The two new protected witnesses testified in the ongoing case against 17 high-ranking military officers for the El Mozote massacre.
The witnesses were the first former members of the military to confirm the victims’ version of events – that soldiers forced innocent civilians, including kids and elderly, out of their homes in the country’s northern province of Morazan, shot them, and then burned their houses. The Salvadoran military has repeatedly denied this version of events, instead calling it a clash between soldiers and armed rebels.
In December 1981, the country was in the early days of a civil war that left more than 75,000 dead in a conflict between leftist rebels and the Salvadoran military. The massacre is considered one of the most brutal in Latin America in the 20th century for the large number of victims and brutal tactics used, including rape and torture.
A UN-backed truth commission identified the US-trained Atlacatl Battalion as the perpetrator of the El Mozote massacre. The Reagan administration provided millions of dollars of aid to the Salvadoran state during the country’s civil war in the name of fighting communism.
The witnesses, “Juan” and “Sol”, whose voices were distorted while they answered questions from behind a screen, identified themselves as former members of the Atlacatl Battalion.
One minute before the hearing was scheduled to start, a defence lawyer filed a petition for the hearing to be suspended. He argued that a 2006 law to protect witnesses did not apply to this case, which dates back before the law. The judge denied the motion.
Juan and Sol testified that soldiers took residents – children under 10, elderly women and men – from their homes and shot them. “How were they dressed?” asked one lawyer for the prosecution. “Humbly,” Juan said. Juan said that the soldiers killed for “pleasure”.

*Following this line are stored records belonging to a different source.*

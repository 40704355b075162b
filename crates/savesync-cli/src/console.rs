//! Terminal implementations of the dialog, clipboard and browser services.

use std::io::{self, BufRead, Write};
use std::time::Duration;

use async_trait::async_trait;
use indicatif::{ProgressBar, ProgressStyle};
use savesync_engine::collaborators::{
    ButtonTypes, Clipboard, DialogResult, IconType, MessageBox, UrlOpener,
};
use savesync_engine::status::StatusLine;

fn read_line(prompt: String) -> anyhow::Result<String> {
    print!("{prompt}");
    io::stdout().flush()?;
    let mut input = String::new();
    io::stdin().lock().read_line(&mut input)?;
    Ok(input.trim().to_string())
}

async fn prompt_line(prompt: String) -> anyhow::Result<String> {
    tokio::task::spawn_blocking(move || read_line(prompt)).await?
}

/// Dialogs printed to the terminal, answered on stdin.
pub struct ConsoleMessages;

#[async_trait]
impl MessageBox for ConsoleMessages {
    async fn show(
        &self,
        message: &str,
        title: &str,
        buttons: ButtonTypes,
        icon: IconType,
    ) -> DialogResult {
        let marker = match icon {
            IconType::Information => "i",
            IconType::Warning => "!",
            IconType::Error => "x",
        };
        println!("\n[{marker}] {title}\n{message}");

        let (prompt, answers): (&str, &[(&str, DialogResult)]) = match buttons {
            ButtonTypes::Ok => return DialogResult::Ok,
            ButtonTypes::OkCancel => (
                "[Enter] OK, [c] cancel: ",
                &[("", DialogResult::Ok), ("c", DialogResult::Cancel)],
            ),
            ButtonTypes::YesNo => (
                "[y] yes, [n] no: ",
                &[("y", DialogResult::Yes), ("n", DialogResult::No)],
            ),
            ButtonTypes::YesNoCancel => (
                "[y] yes, [n] no, [c] cancel: ",
                &[
                    ("y", DialogResult::Yes),
                    ("n", DialogResult::No),
                    ("c", DialogResult::Cancel),
                ],
            ),
        };

        loop {
            let answer = match prompt_line(prompt.to_string()).await {
                Ok(answer) => answer.to_lowercase(),
                // stdin closed: nobody can answer.
                Err(_) => return DialogResult::Abort,
            };
            if let Some((_, result)) = answers.iter().find(|(key, _)| *key == answer) {
                return *result;
            }
        }
    }
}

/// Stand-in for the system clipboard: text is pasted on stdin and "copied"
/// by printing it.
pub struct TerminalClipboard;

#[async_trait]
impl Clipboard for TerminalClipboard {
    async fn get_text(&self) -> anyhow::Result<String> {
        prompt_line("Paste here: ".to_string()).await
    }

    async fn set_text(&self, text: &str) -> anyhow::Result<()> {
        println!("{text}");
        Ok(())
    }
}

pub struct SystemOpener;

impl UrlOpener for SystemOpener {
    fn open(&self, url: &str) -> anyhow::Result<()> {
        let mut command = if cfg!(windows) {
            let mut c = std::process::Command::new("cmd");
            c.args(["/C", "start", "", url]);
            c
        } else if cfg!(target_os = "macos") {
            let mut c = std::process::Command::new("open");
            c.arg(url);
            c
        } else {
            let mut c = std::process::Command::new("xdg-open");
            c.arg(url);
            c
        };
        command.spawn()?;
        println!("If no browser opened, visit:\n  {url}");
        Ok(())
    }
}

/// Spinner following a status line until the returned bar is finished.
pub fn status_spinner(status: &StatusLine) -> ProgressBar {
    let pb = ProgressBar::new_spinner();
    pb.set_style(
        ProgressStyle::default_spinner()
            .template("{spinner:.green} {msg}")
            .unwrap_or_else(|_| ProgressStyle::default_spinner()),
    );
    pb.enable_steady_tick(Duration::from_millis(100));

    let mut rx = status.subscribe();
    let bar = pb.clone();
    tokio::spawn(async move {
        while rx.changed().await.is_ok() {
            let text = rx.borrow_and_update().status.clone().unwrap_or_default();
            bar.set_message(text);
        }
    });
    pb
}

Sol said women and children were rounded up and taken to the church in the centre of the town. He recounted hearing gunshots and the screams of women and kids.

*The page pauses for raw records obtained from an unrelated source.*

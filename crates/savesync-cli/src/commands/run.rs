use anyhow::{Result, bail};
use std::path::Path;
use std::sync::Arc;

use savesync_engine::GameOutcome;
use savesync_engine::launcher::CommandLauncher;
use savesync_engine::monitor::{GameMonitor, POLL_INTERVAL, SystemProbe};

use crate::console::status_spinner;
use crate::context;

pub async fn run(base_dir: &Path, interactive: bool) -> Result<()> {
    let orchestrator = context::start(base_dir, interactive).await?;
    let config = orchestrator.config_snapshot();

    let Some(process_name) = config.game.process_name.clone() else {
        bail!("Set game.process_name in the configuration to detect the game");
    };
    if config.game.launch_command.is_empty() {
        bail!("Set game.launch_command in the configuration to start the game");
    }
    if !orchestrator.selection_valid() && (config.sync.auto_restore || config.sync.auto_store) {
        bail!("Incorrect cloud storage selection; fix it with `savesync select`");
    }

    let monitor = GameMonitor::spawn(
        Arc::new(SystemProbe),
        &process_name,
        POLL_INTERVAL,
        orchestrator.shutdown_token(),
    );
    let launcher = CommandLauncher::new(config.game.launch_command.clone());

    let pb = status_spinner(orchestrator.status_line());
    let outcome = {
        let game = orchestrator.start_game(&launcher, &monitor);
        tokio::pin!(game);
        loop {
            tokio::select! {
                outcome = &mut game => break outcome,
                _ = tokio::signal::ctrl_c() => {
                    // Vetoed while a store or restore is underway.
                    if orchestrator.request_close().await {
                        break GameOutcome::Failed("interrupted".to_string());
                    }
                }
            }
        }
    };
    pb.finish_and_clear();

    let status = orchestrator.status().status.unwrap_or_default();
    orchestrator.dispose().await;
    monitor.join().await;

    match outcome {
        GameOutcome::Played => {
            println!("{status}");
            Ok(())
        }
        GameOutcome::Skipped => bail!("{} is already running", config.game.name),
        GameOutcome::Failed(message) => bail!("{message}"),
    }
}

David Morales, a prosecuting lawyer, said he believes the new testimony helps establish the chain of command and solidify the role of high-ranking military officers in the massacre.

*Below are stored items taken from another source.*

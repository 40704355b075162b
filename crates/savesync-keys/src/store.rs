//! Per-provider credential files: `{dir}/{provider-id}.config`, one
//! `key=value` pair per line.

use std::path::{Path, PathBuf};

use crate::provider::SecretProtector;

const COMMENT_PREFIXES: [&str; 3] = ["#", ";", "//"];

/// Parsed content of one credential file, in file order.
///
/// A line without `=` is a key with no value. Values are kept verbatim;
/// secret values are stored in protected form and only decoded through
/// [`CredentialStore::get_secret`].
#[derive(Debug, Clone, Default, PartialEq, Eq)]
pub struct CredentialFile {
    entries: Vec<(String, Option<String>)>,
}

impl CredentialFile {
    pub fn parse(content: &str) -> Self {
        let mut file = Self::default();
        for line in content.lines() {
            let line = line.trim_start();
            if COMMENT_PREFIXES.iter().any(|p| line.starts_with(p)) {
                continue;
            }

            let (key, value) = match line.split_once('=') {
                Some((k, v)) => (k.trim_end(), Some(v.trim_end_matches('\r').to_string())),
                None => (line.trim_end(), None),
            };
            if key.is_empty() {
                continue;
            }
            file.put(key, value);
        }
        file
    }

    /// Serialized form. Keys without a value are dropped.
    pub fn render(&self) -> String {
        self.entries
            .iter()
            .filter_map(|(k, v)| v.as_ref().map(|v| format!("{k}={v}")))
            .collect::<Vec<_>>()
            .join("\n")
    }

    pub fn get(&self, key: &str) -> Option<&str> {
        self.entries
            .iter()
            .find(|(k, _)| k == key)
            .and_then(|(_, v)| v.as_deref())
    }

    pub fn contains_key(&self, key: &str) -> bool {
        self.entries.iter().any(|(k, _)| k == key)
    }

    pub fn set(&mut self, key: &str, value: &str) {
        self.put(key, Some(value.to_string()));
    }

    pub fn remove(&mut self, key: &str) -> bool {
        let before = self.entries.len();
        self.entries.retain(|(k, _)| k != key);
        self.entries.len() != before
    }

    pub fn is_empty(&self) -> bool {
        self.entries.is_empty()
    }

    pub fn keys(&self) -> impl Iterator<Item = &str> {
        self.entries.iter().map(|(k, _)| k.as_str())
    }

    fn put(&mut self, key: &str, value: Option<String>) {
        match self.entries.iter_mut().find(|(k, _)| k == key) {
            Some(entry) => entry.1 = value,
            None => self.entries.push((key.to_string(), value)),
        }
    }
}

/// Directory of credential files plus the protector applied to secret values.
pub struct CredentialStore {
    dir: PathBuf,
    protector: Box<dyn SecretProtector>,
}

impl CredentialStore {
    pub fn new(dir: &Path, protector: Box<dyn SecretProtector>) -> anyhow::Result<Self> {
        std::fs::create_dir_all(dir)?;
        Ok(Self {
            dir: dir.to_path_buf(),
            protector,
        })
    }

    pub fn dir(&self) -> &Path {
        &self.dir
    }

    pub fn path_for(&self, provider_id: &str) -> PathBuf {
        self.dir.join(format!("{provider_id}.config"))
    }

    /// Read a provider's file. A missing file is created empty.
    pub fn load(&self, provider_id: &str) -> anyhow::Result<CredentialFile> {
        let path = self.path_for(provider_id);
        if !path.exists() {
            std::fs::write(&path, "")?;
            return Ok(CredentialFile::default());
        }
        let content = std::fs::read_to_string(&path)?;
        Ok(CredentialFile::parse(&content))
    }

    pub fn save(&self, provider_id: &str, file: &CredentialFile) -> anyhow::Result<()> {
        let path = self.path_for(provider_id);
        std::fs::write(&path, file.render())?;
        tracing::debug!(provider = provider_id, path = %path.display(), "Saved credentials");
        Ok(())
    }

    /// Decoded secret value, or `None` when absent.
    pub fn get_secret(&self, provider_id: &str, key: &str) -> anyhow::Result<Option<String>> {
        let file = self.load(provider_id)?;
        match file.get(key) {
            Some(stored) if !stored.is_empty() => {
                let value = self.protector.unprotect(stored).map_err(|e| {
                    anyhow::anyhow!("Stored credential '{key}' for {provider_id} is unreadable: {e}")
                })?;
                Ok(Some(value))
            }
            _ => Ok(None),
        }
    }

    /// Protect and persist several secrets in one write.
    pub fn set_secrets(&self, provider_id: &str, values: &[(&str, &str)]) -> anyhow::Result<()> {
        self.update_secrets(provider_id, values, &[])
    }

    /// Set `values` and drop `removed` keys in one write.
    pub fn update_secrets(
        &self,
        provider_id: &str,
        values: &[(&str, &str)],
        removed: &[&str],
    ) -> anyhow::Result<()> {
        let mut file = self.load(provider_id)?;
        for (key, value) in values {
            file.set(key, &self.protector.protect(value)?);
        }
        for key in removed {
            file.remove(key);
        }
        self.save(provider_id, &file)
    }

    pub fn set_secret(&self, provider_id: &str, key: &str, value: &str) -> anyhow::Result<()> {
        self.set_secrets(provider_id, &[(key, value)])
    }

    /// Forget every stored value for a provider.
    pub fn clear(&self, provider_id: &str) -> anyhow::Result<()> {
        self.save(provider_id, &CredentialFile::default())
    }
}

impl std::fmt::Debug for CredentialStore {
    fn fmt(&self, f: &mut std::fmt::Formatter<'_>) -> std::fmt::Result {
        f.debug_struct("CredentialStore")
            .field("dir", &self.dir)
            .field("protector", &self.protector.name())
            .finish()
    }
}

“The witness confirms clearly what the victims and survivors have said – that troops of the Atlacatl Battalion arrived to these previously designated places in northern Morazan and exterminated people,” said Morales, who is also the director of strategic litigation for Cristosal, a San Salvador based human rights organisation. “It also clear that these acts came from higher orders and that the Atlacatl Battalion carried out orders from the state.”
A lawyer for the attorney general’s office said that both witnesses had first-hand knowledge of the events, but never participated in any act of violence against the victims. Lawyers for the defence repeatedly questioned the first witness Juan about his own role in the massacre. The defence team declined to question the second witness.
When asked why Juan did not intervene, Juan responded, “Because I wasn’t in charge.”
Survivors and family of victims first tried to open a case for the El Mozote massacre in the early 1990s. But their path to justice was cut off for more than 20 years by an amnesty law passed shortly after the peace accords in 1992.
The case against 17 military officers for crimes against humanity, including torture, murder and forced disappearance, has been ongoing since 2016 when a Supreme Court decision overturned the country’s amnesty law for civil war-era crimes.
The case is the most emblematic attempt at justice for victims of the country’s 12-year civil war, which ended in 1992. To date, there has been no conviction for civil war era human rights abuses in El Salvador in a national court.
Juan said he feared that he would be killed if he spoke up sooner.
So why testify now, he was asked.
“Because I still remember these injustices,” Juan said.